The following example shows how to create a general-purpose v2 storage account that is configured for read-access geo-redundant storage (RA-GRS) and that uses the account encryption key to encrypt data for both Queue and Table storage. Remember to replace the placeholder values in brackets with your own values:
To use Azure CLI to create a storage account that relies on the account encryption key, make sure you have installed Azure CLI version 2.0.80 or later. For more information, see Install the Azure CLI.
Next, create a general-purpose v2 storage account by calling the az storage account create command, with the appropriate parameters:
Include the --encryption-key-type-for-queue option and set its value to Account to use the account encryption key to encrypt data in Queue storage.
Include the --encryption-key-type-for-table option and set its value to Account to use the account encryption key to encrypt data in Table storage.
The following example shows how to create a general-purpose v2 storage account that is configured for read-access geo-redundant storage (RA-GRS) and that uses the account encryption key to encrypt data for both Queue and Table storage. Remember to replace the placeholder values in brackets with your own values:
The following JSON example creates a general-purpose v2 storage account that is configured for read-access geo-redundant storage (RA-GRS) and that uses the account encryption key to encrypt data for both Queue and Table storage. Remember to replace the placeholder values in angle brackets with your own values:
After you create the account, you can verify that the storage account is using an encryption key that is scoped to the account by using the Azure portal, PowerShell, or Azure CLI.
To verify that a service in a storage account is using an encryption key that is scoped to the account with the Azure portal, follow these steps:
Navigate to your new storage account in the Azure portal.
In the Security + Networking section, select Encryption.

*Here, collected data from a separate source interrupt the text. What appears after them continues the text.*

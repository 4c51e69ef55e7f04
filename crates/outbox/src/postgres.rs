use async_trait::async_trait;
use chrono::{Duration, Utc};
use sqlx::{PgConnection, PgPool, Row, postgres::PgRow};
use uuid::Uuid;

use crate::{OutboxError, OutboxEvent, OutboxEventId, Result, store::OutboxRepository};

const SELECT_COLUMNS: &str = "id, aggregate_id, aggregate_type, event_type, topic, payload, \
     created_at, published_at, retry_count, last_error";

/// PostgreSQL-backed outbox.
///
/// Rows are ordered by the `seq` identity column, which reflects commit
/// insertion order.
#[derive(Clone)]
pub struct PostgresOutbox {
    pool: PgPool,
}

impl PostgresOutbox {
    pub fn new(pool: PgPool) -> Self {
        Self { pool }
    }

    pub fn pool(&self) -> &PgPool {
        &self.pool
    }

    /// Inserts rows on an open connection or transaction.
    ///
    /// Aggregate repositories call this between `begin` and `commit` so the
    /// rows share the aggregate's transaction.
    pub async fn insert_all(conn: &mut PgConnection, events: &[OutboxEvent]) -> Result<()> {
        for event in events {
            let payload = serde_json::to_value(&event.payload)?;
            sqlx::query(
                r#"
                INSERT INTO outbox_events
                    (id, aggregate_id, aggregate_type, event_type, topic, payload,
                     created_at, published_at, retry_count, last_error)
                VALUES ($1, $2, $3, $4, $5, $6, $7, $8, $9, $10)
                "#,
            )
            .bind(event.id.as_uuid())
            .bind(&event.aggregate_id)
            .bind(&event.aggregate_type)
            .bind(&event.event_type)
            .bind(&event.topic)
            .bind(payload)
            .bind(event.created_at)
            .bind(event.published_at)
            .bind(event.retry_count)
            .bind(&event.last_error)
            .execute(&mut *conn)
            .await?;
        }
        Ok(())
    }

    fn row_to_event(row: PgRow) -> Result<OutboxEvent> {
        let payload: serde_json::Value = row.try_get("payload")?;

        Ok(OutboxEvent {
            id: OutboxEventId::from_uuid(row.try_get::<Uuid, _>("id")?),
            aggregate_id: row.try_get("aggregate_id")?,
            aggregate_type: row.try_get("aggregate_type")?,
            event_type: row.try_get("event_type")?,
            topic: row.try_get("topic")?,
            payload: serde_json::from_value(payload)?,
            created_at: row.try_get("created_at")?,
            published_at: row.try_get("published_at")?,
            retry_count: row.try_get("retry_count")?,
            last_error: row.try_get("last_error")?,
        })
    }
}

#[async_trait]
impl OutboxRepository for PostgresOutbox {
    async fn save(&self, event: OutboxEvent) -> Result<()> {
        let mut conn = self.pool.acquire().await?;
        Self::insert_all(&mut conn, std::slice::from_ref(&event)).await
    }

    async fn save_all(&self, events: Vec<OutboxEvent>) -> Result<()> {
        let mut tx = self.pool.begin().await?;
        Self::insert_all(&mut tx, &events).await?;
        tx.commit().await?;
        Ok(())
    }

    async fn find_unpublished(&self, limit: usize, max_retries: i32) -> Result<Vec<OutboxEvent>> {
        let rows = sqlx::query(&format!(
            "SELECT {SELECT_COLUMNS} FROM outbox_events \
             WHERE published_at IS NULL AND retry_count < $1 \
             ORDER BY seq ASC LIMIT $2"
        ))
        .bind(max_retries)
        .bind(limit as i64)
        .fetch_all(&self.pool)
        .await?;

        rows.into_iter().map(Self::row_to_event).collect()
    }

    async fn mark_published(&self, id: OutboxEventId) -> Result<()> {
        let result = sqlx::query("UPDATE outbox_events SET published_at = NOW() WHERE id = $1")
            .bind(id.as_uuid())
            .execute(&self.pool)
            .await?;

        if result.rows_affected() == 0 {
            return Err(OutboxError::NotFound(id));
        }
        Ok(())
    }

    async fn increment_retry(&self, id: OutboxEventId, error: &str) -> Result<()> {
        let result = sqlx::query(
            r#"
            UPDATE outbox_events
            SET retry_count = retry_count + 1, last_error = $2
            WHERE id = $1
            "#,
        )
        .bind(id.as_uuid())
        .bind(error)
        .execute(&self.pool)
        .await?;

        if result.rows_affected() == 0 {
            return Err(OutboxError::NotFound(id));
        }
        Ok(())
    }

    async fn delete_published(&self, older_than_secs: i64) -> Result<u64> {
        let cutoff = Utc::now() - Duration::seconds(older_than_secs);
        let result = sqlx::query(
            "DELETE FROM outbox_events WHERE published_at IS NOT NULL AND published_at < $1",
        )
        .bind(cutoff)
        .execute(&self.pool)
        .await?;

        Ok(result.rows_affected())
    }

    async fn get_by_id(&self, id: OutboxEventId) -> Result<Option<OutboxEvent>> {
        let row = sqlx::query(&format!(
            "SELECT {SELECT_COLUMNS} FROM outbox_events WHERE id = $1"
        ))
        .bind(id.as_uuid())
        .fetch_optional(&self.pool)
        .await?;

        row.map(Self::row_to_event).transpose()
    }

    async fn find_by_aggregate_id(&self, aggregate_id: &str) -> Result<Vec<OutboxEvent>> {
        let rows = sqlx::query(&format!(
            "SELECT {SELECT_COLUMNS} FROM outbox_events WHERE aggregate_id = $1 ORDER BY seq ASC"
        ))
        .bind(aggregate_id)
        .fetch_all(&self.pool)
        .await?;

        rows.into_iter().map(Self::row_to_event).collect()
    }

    async fn find_dead_letters(&self, limit: usize, max_retries: i32) -> Result<Vec<OutboxEvent>> {
        let rows = sqlx::query(&format!(
            "SELECT {SELECT_COLUMNS} FROM outbox_events \
             WHERE published_at IS NULL AND retry_count >= $1 \
             ORDER BY seq ASC LIMIT $2"
        ))
        .bind(max_retries)
        .bind(limit as i64)
        .fetch_all(&self.pool)
        .await?;

        rows.into_iter().map(Self::row_to_event).collect()
    }

    async fn count_unpublished(&self, max_retries: i32) -> Result<u64> {
        let count: i64 = sqlx::query_scalar(
            "SELECT COUNT(*) FROM outbox_events WHERE published_at IS NULL AND retry_count < $1",
        )
        .bind(max_retries)
        .fetch_one(&self.pool)
        .await?;

        Ok(count as u64)
    }
}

If the storage account was created to rely on the account encryption key, you'll see on the Encryption tab that customer-managed keys can be enabled for all four Azure Storage services: blobs, files, tables, and queues.
To verify that a service in a storage account is using the account encryption key with PowerShell, call the Get-AzStorageAccount command. This command returns a set of storage account properties and their values. Look for the KeyType field for each service within the Encryption property and verify that it is set to Account.
To verify that a service in a storage account is using the account encryption key with Azure CLI, call the az storage account show command. This command returns a set of storage account properties and their values. Look for the keyType field for each service within the encryption property and verify that it is set to Account.
az storage account show \
--name <storage-account> \
--resource-group <resource-group>
N/A
After you've verified that the storage account is using an encryption key that is scoped to the account, you can enable customer-managed keys for the account. All four Azure Storage services—blobs, files, tables, and queues—will then use the customer-managed key for encryption.
Pricing and billing
A storage account that is created to use an encryption key scoped to the account is billed for Table storage capacity and transactions at a different rate than an account that uses the default service-scoped key. For details, see Azure Table Storage pricing.